Python Bytecode

Christos TZOTZIOY Georgiou DLNXPEGFQVEB at spammotel.com
Wed Aug 21 06:47:26 EDT 2002


On Fri, 02 Aug 2002 16:53:27 GMT, rumours say that "Terry Reedy"
<tjreedy at udel.edu> might have written:

>Can you or someone answer a question regarding the following from the
>above:
>"
>JUMP_IF_TRUE    delta
>If TOS is true, increment the byte code counter by delta. TOS is left
>on the stack.
>
>JUMP_IF_FALSE    delta
>If TOS is false, increment the byte code counter by delta. TOS is not
>changed.
>"

As Tim, Neal and Michael have also noticed, there are two cases
(shortcut 'and' - 'or' comparisons and multiple comparisons, eg. 0<x<10)
where the TOS value must not be popped.
There are two quick-and-dirty ways to overcome this possibility, both
introducing new opcodes (affecting opcodes.h, ceval.c, compile.c):

1: introduce JUMP_IF_FALSE_POP and JUMP_IF_TRUE_POP (both doing a test
and then a pop).  They can be used in the following compile.c functions:
com_list_if, com_assert_stmt, com_if_stmt, com_while_stmt,
com_try_except.  The relevant POP_TOP's can be safely removed then, and
so can two JUMP_FORWARD's.

2: change JUMP_IF_FALSE and JUMP_IF_TRUE to always pop (and remove all
JUMP_IF related POP_TOP's), but then you introduce two opcodes:
STORE_TRUE and STORE_FALSE (STORE_TRUE would PUSH(Py_True);
Py_INCREF(Py_True); and samewise STORE_FALSE), which should be inserted
at the end of com_test and com_and_test respectively.
The slightly more tough point here is com_comparison, where if you reach
the "if (anchor)" point, instead of ROT_TWO and then POP_TOP, you must
POP_TOP and then PUSH_FALSE (since you get to that point *always* after
a JUMP_IF_FALSE) to let the False value pass through to the next opcode.

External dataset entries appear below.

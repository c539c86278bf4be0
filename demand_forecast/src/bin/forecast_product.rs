use demand_forecast::{
    AppConfig, DataLoader, FilterCache, ForecastEngine, ForecastError, ForecastSummarizer,
    ModelInfo, ProductOverview, ProductSelection,
};
use tracing_subscriber::{layer::SubscriberExt, util::SubscriberInitExt};

// Forecast one product from the configured dataset and save the export.
//
// Usage: forecast_product [CONFIG_FILE]
fn main() -> anyhow::Result<()> {
    tracing_subscriber::registry()
        .with(
            tracing_subscriber::EnvFilter::try_from_default_env()
                .unwrap_or_else(|_| "demand_forecast=info".into()),
        )
        .with(tracing_subscriber::fmt::layer())
        .init();

    let config = match std::env::args().nth(1) {
        Some(path) => AppConfig::load_from(&path)?,
        None => AppConfig::load()?,
    };
    let params = config.forecast_parameters()?;
    tracing::info!(data_path = %config.data_path.display(), "configuration loaded");

    let dataset = DataLoader::from_csv(&config.data_path)?;
    let mut cache = FilterCache::new();
    let filtered = cache.get_or_filter(&dataset, &config.filter);

    let selection = ProductSelection::at(config.product_index, filtered.product_ids().len());
    println!("{}", selection.caption());

    let Some(overview) = ProductOverview::for_selection(filtered, &selection) else {
        return Ok(());
    };
    println!("{}", overview);

    let records = filtered.product_records(&overview.product_id);
    let result = match ForecastEngine::new().forecast_records(&records, params) {
        Ok(result) => result,
        Err(err) if err.is_recoverable() => {
            report(&err);
            return Ok(());
        }
        Err(err) => return Err(err.into()),
    };

    let summary =
        ForecastSummarizer::new().summarize(&result, &overview.product_id, &overview.description)?;
    println!("{}", summary);
    println!("{}", ModelInfo::from_result(&result));

    let path = summary.save_csv(&config.output_dir)?;
    println!("Forecast saved to {}", path.display());

    Ok(())
}

fn report(err: &ForecastError) {
    eprintln!("Error generating forecast: {}", err);
    if let Some(suggestion) = err.suggestion() {
        eprintln!("{}", suggestion);
    }
}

I agree (without any thorough scientific backing :) that the savings
should not be that great; I'll give it (method 2) a try though, and
report back... won't make any promises :)

PS An opcode optimizing pass would be interesting... stuff like
STORE_FAST n and then immediate LOAD_FAST n, which seem often to be used
in loops with calculations using intermediate variables, are good
candidates, but in many cases (like my example) would need new opcodes
(STORE_FAST_NOPOP).
-- 
TZOTZIOY, I speak England very best,
Real email address: 'dHpvdEBzaWwtdGVjLmdy\n'.decode('base64')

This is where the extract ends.